Although the documentary evidence does not indicate when the Board's order was carried out, the physical evidence suggests that 93 George Street was demolished and rebuilt as a two-storey with cellar shop, and that 91 George Street was substantially rebuilt at the same time, shortly after the Board's order in 1890. As both buildings were under one ownership, and both buildings were leased to Tooth & Co, it is likely that the rebuilding of the pair was carried out in a single event, resulting in the shared decorative features evident in early 20th century photographs of the buildings, including the garland decoration to the parapets. It appears that the upper floors of 91 George Street were extended toward the west and built over Greenway Lane during this substantial rebuilding.

The Sands Directory contains no listing for either building in 1891, possibly as both buildings were under construction at the time. When listed again in 1892, the ASN Hotel was under a new licensee, R. B. Goof, and 93 George Street housed O'Neill & Co, outfitters. O'Neill & Co remained in the building until 1907, when it became refreshment rooms. The ASN Hotel continued to operate as a hotel tied to Tooth & Co, under a number of different sub-leases, for most of the 20th century.

===Resumption by the NSW Government===
Following the outbreak of bubonic plague in Sydney's waterfront areas in 1900, the property was turned over to the Crown as part of the resumption of the entire Rocks area. Following this resumption, the Maritime Services Board administered leases of 91 and 93 George Street until 12 January 1970, when ownership was taken over by the Sydney Cove Redevelopment Authority.

Alterations to the hotel building at 93 George Street took place in 1912, 1922, and in 1928-9. During the latter 20th century, the Licensing Court and Police issued several notices to carry out repairs to the ASN Hotel. The hotel continued to accommodate a varying number of lodgers during this time. A 1955 internal Tooth & Co. report gives an understanding of the character of the Hotel and its lodgers:
'The Hotel is exceedingly old, the area is on the waterfront, and the lodgers are working men, and it is hard under these conditions to keep the rate of depreciation down the walls should be oiled in lieu of water painted or papered, so that they could be washed down.'

By the 1970s, the ASN Hotel was trading poorly in comparison to other hotels in The Rocks under Tooth & Co supervision. A 1974 report stated that the ASN Hotel sold "10 kilderkins [5 barrels] and 20 dozens of packaged beer" per week, while the other four Tooth's hotels in The Rocks (Fortune of War Hotel, Mercantile Hotel, Australian Hotel, and Glenmore Hotel) averaged 60 kilderkins (30 barrels) and 115 dozens of packaged beer on a weekly basis. In 1976, Tooth's terminated its head lease with the Sydney Cove Redevelopment Authority and hotelkeepers began to lease their premises directly from the Authority.

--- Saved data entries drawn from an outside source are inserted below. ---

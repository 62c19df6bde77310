
extern crate rasterseg;

use std::io::Cursor;

use rasterseg::prelude::*;


fn parameters(
    rows: u32, cols: u32, bands: u32, block_rows: u32, block_cols: u32,
    mode: BlockingMode, compression: CompressionKind, pixel: PixelDescription,
) -> ImageParameters {
    ImageParameters::new(rows, cols, bands, block_rows, block_cols, mode, compression, pixel)
}

fn band_pattern(band: usize, length: usize) -> Vec<u8> {
    (0 .. length).map(|index| (index * 7 + band * 31 + 3) as u8).collect()
}


/// A 4x4, single-band, single-block, band-sequential, uncompressed 8 bit
/// image: writing and reading the full image returns the exact bytes.
#[test]
fn single_block_byte_image_round_trips() {
    let parameters = parameters(
        4, 4, 1, 4, 4,
        BlockingMode::BandSequential,
        CompressionKind::Uncompressed,
        PixelDescription::new(PixelType::Integer, 8),
    );

    let source: Vec<u8> = (0 .. 16).collect();
    let mut stream = Cursor::new(Vec::new());

    let mut writer = ImageIo::new(parameters.clone(), 0, 0, None, None).unwrap();
    writer.write_sequential(&mut stream).unwrap();
    writer.write_rows(&mut stream, &[&source], 4).unwrap();
    writer.write_done(&mut stream).unwrap();

    assert_eq!(stream.get_ref().len(), 16);
    assert_eq!(stream.get_ref().as_slice(), source.as_slice());

    let mut reader = ImageIo::new(parameters, 0, 16, None, None).unwrap();
    let mut pixels = vec![0_u8; 16];

    let window = SubWindow::new(0, 0, 4, 4);
    let padded = {
        let mut buffers: Vec<&mut [u8]> = vec![&mut pixels];
        reader.read_sub_window(&mut stream, &window, None, &mut buffers).unwrap()
    };

    assert!(!padded);
    assert_eq!(pixels, source);
}

#[test]
fn multi_block_image_round_trips_with_sub_windows() {
    let parameters = parameters(
        20, 24, 1, 8, 8,
        BlockingMode::ByBlock,
        CompressionKind::Uncompressed,
        PixelDescription::new(PixelType::Integer, 8),
    );

    let source = band_pattern(0, 20 * 24);
    let mut stream = Cursor::new(Vec::new());

    let mut writer = ImageIo::new(parameters.clone(), 0, 0, None, None).unwrap();
    writer.write_sequential(&mut stream).unwrap();
    writer.write_rows(&mut stream, &[&source], 20).unwrap();
    writer.write_done(&mut stream).unwrap();

    // 3 x 3 blocks of 64 pixels each, pad included
    assert_eq!(stream.get_ref().len(), 9 * 64);

    let mut reader = ImageIo::new(parameters, 0, 9 * 64, None, None).unwrap();

    // the full image
    let mut pixels = vec![0_u8; 20 * 24];
    {
        let mut buffers: Vec<&mut [u8]> = vec![&mut pixels];
        reader.read_sub_window(&mut stream, &SubWindow::new(0, 0, 20, 24), None, &mut buffers).unwrap();
    }
    assert_eq!(pixels, source);

    // a sub-window crossing block boundaries
    let mut pixels = vec![0_u8; 10 * 13];
    {
        let mut buffers: Vec<&mut [u8]> = vec![&mut pixels];
        reader.read_sub_window(&mut stream, &SubWindow::new(5, 6, 10, 13), None, &mut buffers).unwrap();
    }

    for row in 0 .. 10 {
        for col in 0 .. 13 {
            assert_eq!(pixels[row * 13 + col], source[(row + 5) * 24 + (col + 6)]);
        }
    }
}

#[test]
fn sixteen_bit_samples_swap_and_round_trip() {
    let parameters = parameters(
        8, 8, 1, 8, 8,
        BlockingMode::ByBlock,
        CompressionKind::Uncompressed,
        PixelDescription::new(PixelType::Integer, 16),
    );

    let values: Vec<u16> = (0 .. 64).map(|index| 1000 + index * 77).collect();
    let source: Vec<u8> = values.iter().flat_map(|value| value.to_ne_bytes()).collect();

    let mut stream = Cursor::new(Vec::new());
    let mut writer = ImageIo::new(parameters.clone(), 0, 0, None, None).unwrap();
    writer.write_sequential(&mut stream).unwrap();
    writer.write_rows(&mut stream, &[&source], 8).unwrap();
    writer.write_done(&mut stream).unwrap();

    // the file itself is big-endian
    let first = u16::from_be_bytes([stream.get_ref()[0], stream.get_ref()[1]]);
    assert_eq!(first, 1000);

    let mut reader = ImageIo::new(parameters, 0, 128, None, None).unwrap();
    let mut pixels = vec![0_u8; 128];
    {
        let mut buffers: Vec<&mut [u8]> = vec![&mut pixels];
        reader.read_sub_window(&mut stream, &SubWindow::new(0, 0, 8, 8), None, &mut buffers).unwrap();
    }

    assert_eq!(pixels, source);
}

/// A left-justified 12 bit sample in a 16 bit field: the round trip is
/// exact for the caller, and the raw field keeps its low bits zero.
#[test]
fn left_justified_samples_round_trip_through_the_file() {
    let parameters = parameters(
        4, 4, 1, 4, 4,
        BlockingMode::ByBlock,
        CompressionKind::Uncompressed,
        PixelDescription {
            kind: PixelType::Integer,
            bits: 16, actual_bits: 12,
            justification: Justification::Left,
        },
    );

    let values: Vec<u16> = (0 .. 16).map(|index| (index * 273) % 4096).collect();
    let source: Vec<u8> = values.iter().flat_map(|value| value.to_ne_bytes()).collect();

    let mut stream = Cursor::new(Vec::new());
    let mut writer = ImageIo::new(parameters.clone(), 0, 0, None, None).unwrap();
    writer.write_sequential(&mut stream).unwrap();
    writer.write_rows(&mut stream, &[&source], 4).unwrap();
    writer.write_done(&mut stream).unwrap();

    // every stored field is left-justified with a zero low nibble
    for field in stream.get_ref().chunks(2) {
        let raw = u16::from_be_bytes([field[0], field[1]]);
        assert_eq!(raw & 0x000f, 0);
    }

    let mut reader = ImageIo::new(parameters, 0, 32, None, None).unwrap();
    let mut pixels = vec![0_u8; 32];
    {
        let mut buffers: Vec<&mut [u8]> = vec![&mut pixels];
        reader.read_sub_window(&mut stream, &SubWindow::new(0, 0, 4, 4), None, &mut buffers).unwrap();
    }

    assert_eq!(pixels, source);
}

#[test]
fn partial_blocks_are_padded_and_recovered() {
    let parameters = parameters(
        5, 5, 1, 4, 4,
        BlockingMode::ByBlock,
        CompressionKind::Uncompressed,
        PixelDescription::new(PixelType::Integer, 8),
    );

    let source = band_pattern(0, 25);
    let mut stream = Cursor::new(Vec::new());

    let mut writer = ImageIo::new(parameters.clone(), 0, 0, None, None).unwrap();
    writer.set_pad_pixel(&[0xee]).unwrap();
    writer.write_sequential(&mut stream).unwrap();
    writer.write_rows(&mut stream, &[&source], 5).unwrap();
    writer.write_done(&mut stream).unwrap();

    // four 4x4 blocks, pad included
    let bytes = stream.get_ref();
    assert_eq!(bytes.len(), 4 * 16);

    // the columns beyond the image are pad in the second block
    assert_eq!(bytes[16], source[4]);
    assert_eq!(bytes[17], 0xee);
    assert_eq!(bytes[18], 0xee);

    let mut reader = ImageIo::new(parameters, 0, 64, None, None).unwrap();
    reader.set_pad_pixel(&[0xee]).unwrap();

    let mut pixels = vec![0_u8; 25];
    {
        let mut buffers: Vec<&mut [u8]> = vec![&mut pixels];
        reader.read_sub_window(&mut stream, &SubWindow::new(0, 0, 5, 5), None, &mut buffers).unwrap();
    }

    assert_eq!(pixels, source);
}

#[test]
fn sub_window_validation_rejects_bad_requests() {
    let parameters = parameters(
        16, 16, 2, 8, 8,
        BlockingMode::ByBlock,
        CompressionKind::Uncompressed,
        PixelDescription::new(PixelType::Integer, 8),
    );

    let mut stream = Cursor::new(vec![0_u8; 2 * 16 * 16]);
    let mut image = ImageIo::new(parameters, 0, 2 * 16 * 16, None, None).unwrap();

    let mut band = vec![0_u8; 16 * 16];

    // out of range
    {
        let mut buffers: Vec<&mut [u8]> = vec![&mut band];
        let window = SubWindow::new(10, 0, 10, 16);
        assert!(image.read_sub_window(&mut stream, &window, None, &mut buffers).is_err());
    }

    // band out of range
    {
        let mut buffers: Vec<&mut [u8]> = vec![&mut band];
        let window = SubWindow::new(0, 0, 4, 4).with_bands(&[2]);
        assert!(image.read_sub_window(&mut stream, &window, None, &mut buffers).is_err());
    }

    // the first band must be the lowest requested
    {
        let mut first = vec![0_u8; 16 * 16];
        let mut second = vec![0_u8; 16 * 16];
        let mut buffers: Vec<&mut [u8]> = vec![&mut first, &mut second];
        let window = SubWindow::new(0, 0, 4, 4).with_bands(&[1, 0]);
        assert!(image.read_sub_window(&mut stream, &window, None, &mut buffers).is_err());
    }

    // an undersized caller buffer is a configuration error
    {
        let mut small = vec![0_u8; 4];
        let mut buffers: Vec<&mut [u8]> = vec![&mut small];
        let window = SubWindow::new(0, 0, 4, 4);
        assert!(matches!(
            image.read_sub_window(&mut stream, &window, None, &mut buffers),
            Err(Error::Configuration(_))
        ));
    }
}

#[test]
fn context_stays_usable_after_a_failed_request() {
    let parameters = parameters(
        8, 8, 1, 8, 8,
        BlockingMode::ByBlock,
        CompressionKind::Uncompressed,
        PixelDescription::new(PixelType::Integer, 8),
    );

    let source = band_pattern(0, 64);
    let mut stream = Cursor::new(Vec::new());

    let mut image = ImageIo::new(parameters, 0, 64, None, None).unwrap();
    image.write_sequential(&mut stream).unwrap();
    image.write_rows(&mut stream, &[&source], 8).unwrap();
    image.write_done(&mut stream).unwrap();

    let mut pixels = vec![0_u8; 64];

    // a failing request leaves the context reusable
    {
        let mut buffers: Vec<&mut [u8]> = vec![&mut pixels];
        let bad = SubWindow::new(0, 0, 64, 64);
        assert!(image.read_sub_window(&mut stream, &bad, None, &mut buffers).is_err());
    }

    {
        let mut buffers: Vec<&mut [u8]> = vec![&mut pixels];
        let good = SubWindow::new(0, 0, 8, 8);
        image.read_sub_window(&mut stream, &good, None, &mut buffers).unwrap();
    }

    assert_eq!(pixels, source);
}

The ASN Hotel ceased trading on 26 January 1983 and the NSW Public Works Department subsequently commenced substantial renovations and refurbishment in order to convert the building into a police station. All traces of the 1920s renovations were removed, and the building was given a Victorian Italianate-style appearance, based on photographic evidence of its earlier appearance. The police station opened on 20 December 1983, and operated from the site until 1998 when it moved across George Street to the former NSW Department of Labour and Industry Building at 132-134 George Street. Since that time the hotel building has housed a range of tenants, the most recent as a chocolate shop.

== Description ==
The building is a three storied, brick built and cement rendered former hotel in the Victorian Italianate style. It has an unusual garland decoration below the parapet and a large cartouche (oval scrolled plaque) on the first floor splayed corner. The building was extensively altered by Tooth & Co.; in 1928. In 1983 the building was again extensively remodelled to function as a police station: the 1929 detailing was removed and the 1890s Italianate details reconstructed.

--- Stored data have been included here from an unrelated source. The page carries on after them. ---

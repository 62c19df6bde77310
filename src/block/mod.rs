
//! Block layout strategies, one per interleaving scheme.
//!
//! A strategy knows where a band's bytes live inside a block, how far the
//! intra-block cursor moves per image row, and whether the bands of one
//! block column share their physical transfers. It is selected once at
//! context construction; no call site re-derives layout from mode flags.

pub(crate) mod cursor;
pub(crate) mod transfer;
pub(crate) mod planner;
pub(crate) mod cache;

use crate::meta::{BlockGeometry, BlockingMode};


/// Shared layout facts every strategy needs.
#[derive(Debug, Clone, Copy, PartialEq, Eq)]
pub(crate) struct LayoutData {

    /// In-memory bytes per sample.
    pub bytes: usize,

    /// Bands stored in one block.
    pub bands: usize,

    pub rows_per_block: usize,
    pub cols_per_block: usize,
    pub blocks_per_row: usize,

    /// Blocks in one band's grid.
    pub band_block_count: usize,
}

/// The interleaving strategy of the image, selected once per context.
#[derive(Debug, Clone, Copy, PartialEq, Eq)]
pub(crate) enum ModeLayout {

    /// "S": per-band block grids, one after the other.
    BandSequential(LayoutData),

    /// "B": each band a contiguous sub-block inside the block.
    ByBlock(LayoutData),

    /// "R": bands alternate every block-width pixels.
    ByRow(LayoutData),

    /// "P": bands alternate every pixel; one physical transfer per block
    /// column feeds all bands.
    ByPixel(LayoutData),
}

impl ModeLayout {

    /// Select the strategy for the mode. The collapsed modes reuse the
    /// band-sequential layout over their single synthetic band.
    pub fn select(mode: BlockingMode, geometry: &BlockGeometry, bytes: usize) -> Self {
        let data = LayoutData {
            bytes,
            bands: geometry.bands_per_block,
            rows_per_block: geometry.rows_per_block,
            cols_per_block: geometry.cols_per_block,
            blocks_per_row: geometry.blocks_per_row,
            band_block_count: geometry.band_block_count,
        };

        match mode {
            BlockingMode::BandSequential | BlockingMode::Rgb24 | BlockingMode::Iq =>
                ModeLayout::BandSequential(data),

            BlockingMode::ByBlock => ModeLayout::ByBlock(data),
            BlockingMode::ByRow => ModeLayout::ByRow(data),
            BlockingMode::ByPixel => ModeLayout::ByPixel(data),
        }
    }

    pub fn data(&self) -> &LayoutData {
        match self {
            ModeLayout::BandSequential(data) => data,
            ModeLayout::ByBlock(data) => data,
            ModeLayout::ByRow(data) => data,
            ModeLayout::ByPixel(data) => data,
        }
    }

    /// The block number holding the given position. Band-sequential grids
    /// put each band's whole grid before the next band's.
    pub fn block_number(&self, band: usize, block_row: usize, block_col: usize) -> usize {
        let data = self.data();
        let within_grid = block_row * data.blocks_per_row + block_col;

        match self {
            ModeLayout::BandSequential(data) => band * data.band_block_count + within_grid,
            _ => within_grid,
        }
    }

    /// Byte offset of a band's row segment inside its block,
    /// at the given column within the block.
    pub fn block_origin(&self, band: usize, col_in_block: usize) -> usize {
        match self {
            ModeLayout::BandSequential(data) =>
                col_in_block * data.bytes,

            ModeLayout::ByBlock(data) =>
                (band * data.rows_per_block * data.cols_per_block + col_in_block) * data.bytes,

            ModeLayout::ByRow(data) =>
                (band * data.cols_per_block + col_in_block) * data.bytes,

            // the shared transfer starts at the pixel group;
            // the band offset is applied while unpacking
            ModeLayout::ByPixel(data) =>
                col_in_block * data.bands * data.bytes,
        }
    }

    /// How far the intra-block cursor moves per image row.
    pub fn row_increment(&self) -> usize {
        let data = self.data();
        match self {
            ModeLayout::BandSequential(_) | ModeLayout::ByBlock(_) =>
                data.cols_per_block * data.bytes,

            ModeLayout::ByRow(_) | ModeLayout::ByPixel(_) =>
                data.cols_per_block * data.bands * data.bytes,
        }
    }

    /// Physical bytes to move for a row segment of `count` pixels.
    pub fn transfer_bytes(&self, count: usize) -> usize {
        let data = self.data();
        match self {
            ModeLayout::ByPixel(_) => count * data.bands * data.bytes,
            _ => count * data.bytes,
        }
    }

    /// Whether only one unit per block column performs physical I/O,
    /// with the other bands unpacking from the shared buffer.
    pub fn shares_column_io(&self) -> bool {
        matches!(self, ModeLayout::ByPixel(_))
    }

    /// Block-number stride for moving one block row down.
    pub fn block_row_stride(&self) -> usize {
        self.data().blocks_per_row
    }
}


/// Copy one band out of a pixel-interleaved buffer.
/// `raw` starts at a pixel group boundary and holds `count` groups of
/// `stride` samples each; the band's samples land contiguously in `target`.
pub(crate) fn gather_band(
    raw: &[u8], target: &mut [u8],
    bytes: usize, stride: usize, band: usize, count: usize,
) {
    match bytes {
        1 => gather::<1>(raw, target, stride, band, count),
        2 => gather::<2>(raw, target, stride, band, count),
        4 => gather::<4>(raw, target, stride, band, count),
        8 => gather::<8>(raw, target, stride, band, count),
        16 => gather::<16>(raw, target, stride, band, count),
        _ => debug_assert!(false, "no interleave exists for {} byte samples", bytes),
    }
}

/// Copy one band into a pixel-interleaved buffer; the inverse of
/// [`gather_band`].
pub(crate) fn scatter_band(
    source: &[u8], raw: &mut [u8],
    bytes: usize, stride: usize, band: usize, count: usize,
) {
    match bytes {
        1 => scatter::<1>(source, raw, stride, band, count),
        2 => scatter::<2>(source, raw, stride, band, count),
        4 => scatter::<4>(source, raw, stride, band, count),
        8 => scatter::<8>(source, raw, stride, band, count),
        16 => scatter::<16>(source, raw, stride, band, count),
        _ => debug_assert!(false, "no interleave exists for {} byte samples", bytes),
    }
}

fn gather<const SIZE: usize>(raw: &[u8], target: &mut [u8], stride: usize, band: usize, count: usize) {
    for pixel in 0 .. count {
        let source = (pixel * stride + band) * SIZE;
        target[pixel * SIZE ..][.. SIZE].copy_from_slice(&raw[source ..][.. SIZE]);
    }
}

fn scatter<const SIZE: usize>(source: &[u8], raw: &mut [u8], stride: usize, band: usize, count: usize) {
    for pixel in 0 .. count {
        let target = (pixel * stride + band) * SIZE;
        raw[target ..][.. SIZE].copy_from_slice(&source[pixel * SIZE ..][.. SIZE]);
    }
}


#[cfg(test)]
mod test {
    use super::*;
    use crate::meta::*;

    fn layout(mode: BlockingMode) -> ModeLayout {
        let parameters = ImageParameters::new(
            64, 64, 2, 16, 16, mode,
            CompressionKind::Uncompressed,
            PixelDescription::new(PixelType::Integer, 16),
        );

        let geometry = BlockGeometry::derive(&parameters).unwrap();
        ModeLayout::select(mode, &geometry, 2)
    }

    #[test]
    fn band_sequential_offsets_blocks_per_band(){
        let layout = layout(BlockingMode::BandSequential);
        assert_eq!(layout.block_number(0, 1, 2), 6);
        assert_eq!(layout.block_number(1, 1, 2), 22);
        assert_eq!(layout.block_origin(1, 3), 6);
        assert_eq!(layout.row_increment(), 32);
    }

    #[test]
    fn by_block_offsets_sub_blocks(){
        let layout = layout(BlockingMode::ByBlock);
        assert_eq!(layout.block_number(1, 1, 2), 6);
        assert_eq!(layout.block_origin(0, 3), 6);
        assert_eq!(layout.block_origin(1, 3), (256 + 3) * 2);
        assert_eq!(layout.row_increment(), 32);
    }

    #[test]
    fn by_row_alternates_every_block_width(){
        let layout = layout(BlockingMode::ByRow);
        assert_eq!(layout.block_origin(1, 3), (16 + 3) * 2);
        assert_eq!(layout.row_increment(), 64);
    }

    #[test]
    fn by_pixel_shares_the_transfer(){
        let layout = layout(BlockingMode::ByPixel);
        assert!(layout.shares_column_io());
        assert_eq!(layout.block_origin(1, 3), 3 * 2 * 2);
        assert_eq!(layout.transfer_bytes(5), 20);
        assert_eq!(layout.row_increment(), 64);
    }

    #[test]
    fn interleave_round_trip(){
        let mut raw = vec![0_u8; 3 * 4 * 2]; // 4 pixels, 3 bands, 2 bytes
        let band_1 = [10, 11,  20, 21,  30, 31,  40, 41];

        scatter_band(&band_1, &mut raw, 2, 3, 1, 4);

        let mut back = [0_u8; 8];
        gather_band(&raw, &mut back, 2, 3, 1, 4);
        assert_eq!(back, band_1);

        // the other bands were not touched
        let mut band_0 = [0_u8; 8];
        gather_band(&raw, &mut band_0, 2, 3, 0, 4);
        assert_eq!(band_0, [0_u8; 8]);
    }
}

A considerable extent of the early (to 1928) fabric has been lost, but the existing fabric is in good condition.

=== Modifications and dates ===
Facade: c. 1891; 1928; 1983; Repainted 1999. There have been several internal modifications over time, including alterations to the bar configuration, and use of rooms and modifications to allow updating of services.

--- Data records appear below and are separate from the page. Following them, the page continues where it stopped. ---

//! Specialized binary input and output.
//! The container stores all of its bookkeeping fields big-endian.

pub use std::io::{Read, Write, Seek};
use std::io::SeekFrom;
use lebe::prelude::*;
use crate::error::{Result, UnitResult};


/// The byte-stream capability this engine requires from the caller:
/// absolute positioning plus reading and writing.
/// Implemented by files and by `std::io::Cursor<Vec<u8>>`.
pub trait Stream: Read + Write + Seek {}
impl<T: Read + Write + Seek> Stream for T {}


/// Position the stream at the specified absolute byte offset.
/// All positioning in this crate is absolute, never relative.
#[inline]
pub fn seek_to(stream: &mut (impl Seek + ?Sized), position: u64) -> UnitResult {
    stream.seek(SeekFrom::Start(position))?;
    Ok(())
}

/// Total size of the stream in bytes. Restores the previous position.
pub fn stream_size(stream: &mut (impl Seek + ?Sized)) -> Result<u64> {
    let previous = stream.seek(SeekFrom::Current(0))?;
    let size = stream.seek(SeekFrom::End(0))?;
    stream.seek(SeekFrom::Start(previous))?;
    Ok(size)
}

/// Generic trait that defines common binary operations such as reading and
/// writing for this type. All values cross the stream in big-endian order.
pub trait Data: Sized + Default + Clone {
    const BYTE_SIZE: usize = std::mem::size_of::<Self>();

    /// Read a value of type `Self`.
    fn read(read: &mut impl Read) -> Result<Self>;

    /// Read as many values of type `Self` as fit into the specified slice.
    /// If the slice cannot be filled completely, returns `Error::Io`.
    fn read_slice(read: &mut impl Read, slice: &mut [Self]) -> UnitResult;

    /// Write this value to the writer.
    fn write(self, write: &mut impl Write) -> UnitResult;

    /// Write all values of that slice to the writer.
    fn write_slice(write: &mut impl Write, slice: &[Self]) -> UnitResult;

    /// Read as many values of type `Self` as specified with `data_size`.
    ///
    /// This method will not allocate more memory than `soft_max` at once.
    #[inline]
    fn read_vec(read: &mut impl Read, data_size: usize, soft_max: usize) -> Result<Vec<Self>> {
        let mut data = Vec::new();

        // do not allocate the whole table at once
        // (most of the time, this loop will run only once)
        while data.len() < data_size {
            let chunk_start = data.len();
            let chunk_end = (chunk_start + soft_max).min(data_size);

            data.resize(chunk_end, Self::default());
            Self::read_slice(read, &mut data[chunk_start .. chunk_end])?;
        }

        Ok(data)
    }
}


macro_rules! implement_data_for_primitive {
    ($kind: ident) => {
        impl Data for $kind {
            #[inline]
            fn read(read: &mut impl Read) -> Result<Self> {
                Ok(read.read_from_big_endian()?)
            }

            #[inline]
            fn write(self, write: &mut impl Write) -> UnitResult {
                write.write_as_big_endian(&self)?;
                Ok(())
            }

            #[inline]
            fn read_slice(read: &mut impl Read, slice: &mut [Self]) -> UnitResult {
                read.read_from_big_endian_into(slice)?;
                Ok(())
            }

            #[inline]
            fn write_slice(write: &mut impl Write, slice: &[Self]) -> UnitResult {
                write.write_as_big_endian(slice)?;
                Ok(())
            }
        }
    };
}

implement_data_for_primitive!(u8);
implement_data_for_primitive!(i8);
implement_data_for_primitive!(u16);
implement_data_for_primitive!(i16);
implement_data_for_primitive!(u32);
implement_data_for_primitive!(i32);
implement_data_for_primitive!(u64);
implement_data_for_primitive!(i64);
implement_data_for_primitive!(f32);
implement_data_for_primitive!(f64);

In 2007 it underwent refurbishment, painting and fitout for the chocolate shop.

== Heritage listing ==
The former ASN Co. Hotel and site at 91 George Street, The Rocks, is of State heritage significance for its aesthetic, historical and scientific cultural values, and its contribution to The Rocks area, which is of State Heritage significance in its own right. The building, originally designed as a hotel that spans a lane and addresses the two main thoroughfares of The Rocks (George and Argyle Streets), is a fine, rare, example of a Victorian Italianate-style corner building. The only Victorian Italianate-style hotel building in The Rocks, it contributes to the aesthetic diversity of The Rocks streetscape. The site is historically significant as a site continuously occupied by Europeans since 1788. It has associations with the first Assistant Surgeon Dr William Redfern as his house was the first structure on the site, later occupied by the first colonial architect Francis Greenway. The building is historically significant as the only extant Victorian Italianate-style hotel building in The Rocks.

The building is socially significant for its long history as a hotel, meeting place and residence for working men on the waterfront. The site is technically significant for the archaeological potential to reveal evidence of earlier configurations of the hotel structures and road surfaces and even the earlier building occupied by Greenway and the Assistant Surgeon. The site has scientific significance for the archaeological potential to reveal evidence of earlier configurations of the hotel structures, road surfaces and earlier buildings on the site. The building is socially significant for its long history, enjoyed as a pub for many decades up to 1983, and for its contribution to The Rocks area, Australia's premier heritage precinct.

ASN Hotel Building was listed on the New South Wales State Heritage Register on 10 May 2002 having satisfied the following criteria.

The place is important in demonstrating the course, or pattern, of cultural or natural history in New South Wales.

The site of 91 and 93 George Street is historically significant as a site continuously occupied by Europeans since 1788.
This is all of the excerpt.